Refrigerator Storage


 
A refrigerator is one of the most important pieces of equipment in the kitchen for keeping foods safe. These electric units are so commonplace today, we forget a refrigerator was once little more than a box with a block of ice used to supply a rather undependable source of cold air. But we are instantly reminded of its importance to our daily lives when the power goes off or the unit fails, putting our food's safety in jeopardy. Refrigerator storage is an important way of keeping food safe. The cool temperature helps to keep the food fresh and slow the growth of most harmful microbes. At the same time, it does not change the characteristics of the food.

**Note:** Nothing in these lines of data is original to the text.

// Entry point and high-level CLI flow.
//
// - Option [1] loads, cleans and derives the incident CSV, printing
//   diagnostics; repeated loads of an unchanged file reuse the cached
//   canonical table.
// - Option [2] prints the KPI card block, previews the aggregate tables,
//   and exports them as CSV plus a JSON KPI summary.
mod derive;
mod error;
mod geo;
mod loader;
mod normalize;
mod output;
mod pipeline;
mod reports;
mod types;
mod util;

use geo::{BoundaryIndex, GeoSource};
use once_cell::sync::Lazy;
use pipeline::PipelineCache;
use reports::Dimension;
use std::io::{self, Write};
use std::path::Path;
use std::sync::Mutex;
use types::{AggregateRow, YearArticleRow};

const DEFAULT_DATASET: &str = "BD_Delitos_ambientales.csv";

// Simple in-memory app state so we only load/clean the CSV once but can
// generate reports multiple times in a single run.
static APP_STATE: Lazy<Mutex<AppState>> = Lazy::new(|| {
    Mutex::new(AppState {
        cache: PipelineCache::new(),
    })
});

struct AppState {
    cache: PipelineCache,
}

/// Read a single line of input after printing the common "Enter choice:" prompt.
fn read_choice() -> String {
    print!("Enter choice: ");
    let _ = io::stdout().flush();
    let mut buf = String::new();
    io::stdin().read_line(&mut buf).ok();
    buf.trim().to_string()
}

/// Ask the user whether to go back to the report selection menu after
/// generating reports.
///
/// Returns `true` if the user chose `Y`, `false` if they chose `N`.
fn prompt_back_to_menu() -> bool {
    loop {
        print!("Back to Report Selection (Y/N): ");
        let _ = io::stdout().flush();
        let mut buf = String::new();
        io::stdin().read_line(&mut buf).ok();
        let resp = buf.trim().to_uppercase();
        match resp.as_str() {
            "Y" => return true,
            "N" => return false,
            _ => println!("Invalid choice. Please enter Y or N."),
        }
    }
}

/// Handle option [1]: run the load pipeline on the chosen CSV file.
fn handle_load() {
    print!("Enter CSV filename (blank for {}): ", DEFAULT_DATASET);
    let _ = io::stdout().flush();
    let mut buf = String::new();
    io::stdin().read_line(&mut buf).ok();
    let trimmed = buf.trim();
    let path = if trimmed.is_empty() {
        DEFAULT_DATASET
    } else {
        trimmed
    };

    let mut state = APP_STATE.lock().unwrap();
    match state.cache.load(Path::new(path)) {
        Ok((_, stats)) => {
            println!(
                "Processing dataset... ({} rows read, {} canonical rows)",
                util::format_int(stats.total_rows as u64),
                util::format_int(stats.canonical_rows as u64)
            );
            if stats.duplicates_removed > 0 {
                println!(
                    "Note: {} duplicate rows collapsed.",
                    util::format_int(stats.duplicates_removed as u64)
                );
            }
            if stats.unparsed_dates > 0 {
                println!(
                    "Note: {} rows carry no parseable incident date.",
                    util::format_int(stats.unparsed_dates as u64)
                );
            }
            println!();
        }
        Err(e) => {
            eprintln!("No data available: {}\n", e);
        }
    }
}

/// Handle option [2]: KPI cards, aggregate previews and file exports.
fn handle_generate_reports() {
    let state = APP_STATE.lock().unwrap();
    let Some(records) = state.cache.records() else {
        println!("Error: No data loaded. Please load the CSV file first (option 1).\n");
        return;
    };

    println!("Generating reports...\n");

    let kpis = reports::compute_kpis(records);
    println!("Summary Indicators\n");
    output::print_kpis(&kpis);
    println!();
    if let Err(e) = output::write_json("kpis.json", &kpis) {
        eprintln!("Write error: {}", e);
    }

    let by_region = to_rows(reports::sum_by(records, Dimension::Region));
    export_aggregate("Cases by Department", "cases_by_department.csv", &by_region);

    let top_articles = to_rows(reports::top_n(records, Dimension::ArticleKey, 10));
    export_aggregate("Top Offense Types", "top_offense_types.csv", &top_articles);

    let by_zone = to_rows(reports::sum_by(records, Dimension::Zone));
    export_aggregate("Cases by Zone", "cases_by_zone.csv", &by_zone);

    let by_year_article: Vec<YearArticleRow> = reports::sum_by_year_article(records)
        .into_iter()
        .map(|((year, article), cases)| YearArticleRow {
            year,
            article,
            cases,
        })
        .collect();
    export_aggregate(
        "Cases by Year and Offense",
        "cases_by_year_offense.csv",
        &by_year_article,
    );

    match BoundaryIndex::from_source(&GeoSource::Embedded) {
        Ok(index) => {
            let map = to_rows(geo::choropleth_aggregate(records, &index));
            export_aggregate("Choropleth Input", "choropleth_input.csv", &map);
        }
        Err(e) => {
            // Map rendering degrades; every other report already ran.
            eprintln!("Skipping choropleth input: {}", e);
        }
    }

    println!("(KPI summary exported to kpis.json)\n");
}

fn to_rows(agg: Vec<(String, u64)>) -> Vec<AggregateRow> {
    agg.into_iter()
        .map(|(key, cases)| AggregateRow { key, cases })
        .collect()
}

fn export_aggregate<T>(title: &str, file: &str, rows: &[T])
where
    T: serde::Serialize + tabled::Tabled + Clone,
{
    println!("{}\n", title);
    output::preview_table(rows, 5);
    if let Err(e) = output::write_csv(file, rows) {
        eprintln!("Write error: {}", e);
    }
    println!("(Full table exported to {})\n", file);
}

fn main() {
    env_logger::init();
    loop {
        println!("Environmental Crime Incident Report");
        println!("[1] Load the file");
        println!("[2] Generate Reports\n");
        match read_choice().as_str() {
            "1" => {
                handle_load();
            }
            "2" => {
                println!();
                handle_generate_reports();
                if !prompt_back_to_menu() {
                    println!("Exiting the program.");
                    break;
                }
            }
            _ => {
                println!("Invalid choice. Please enter 1 or 2.\n");
            }
        }
    }
}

Refrigeration can substantially reduce the rate at which food will deteriorate. Low temperatures slow down the growth of microorganisms and the rate of chemical (including enzymic) changes in food. These are two of the main causes of food spoilage. Different parts of your refrigerator will operate at different temperatures. In older style refrigerators the upper shelves will often be slightly colder than the lower shelves. In more modern appliances, the temperature will be relatively uniform throughout. The proper temperature for a refrigerator is 5°C on the middle shelf. However, the temperature is not constant throughout the interior. By taking advantage of the temperature differences, you can ensure optimal storage for all your food. Store eggs, dairy products, sandwich meats, leftovers, cakes, and products marked "Refrigerate when opened" on the middle shelves (4-5°) and the top shelf (8°C). The drawers at the bottom (up to 10°C) are intended for vegetables and fruits that can be damaged by lower temperatures. The compartments or shelves on the inside of the door are the warmest part of the refrigerator (10-15°C) and are intended for products that need only light refrigeration. These include drinks, mustard and butter.The coldest point in the refrigerator is the bottom shelf on the drawers used for vegetables (2°C). This is the place to put fresh meat and fish. Placing them at the bottom also prevents them from dripping onto other foods.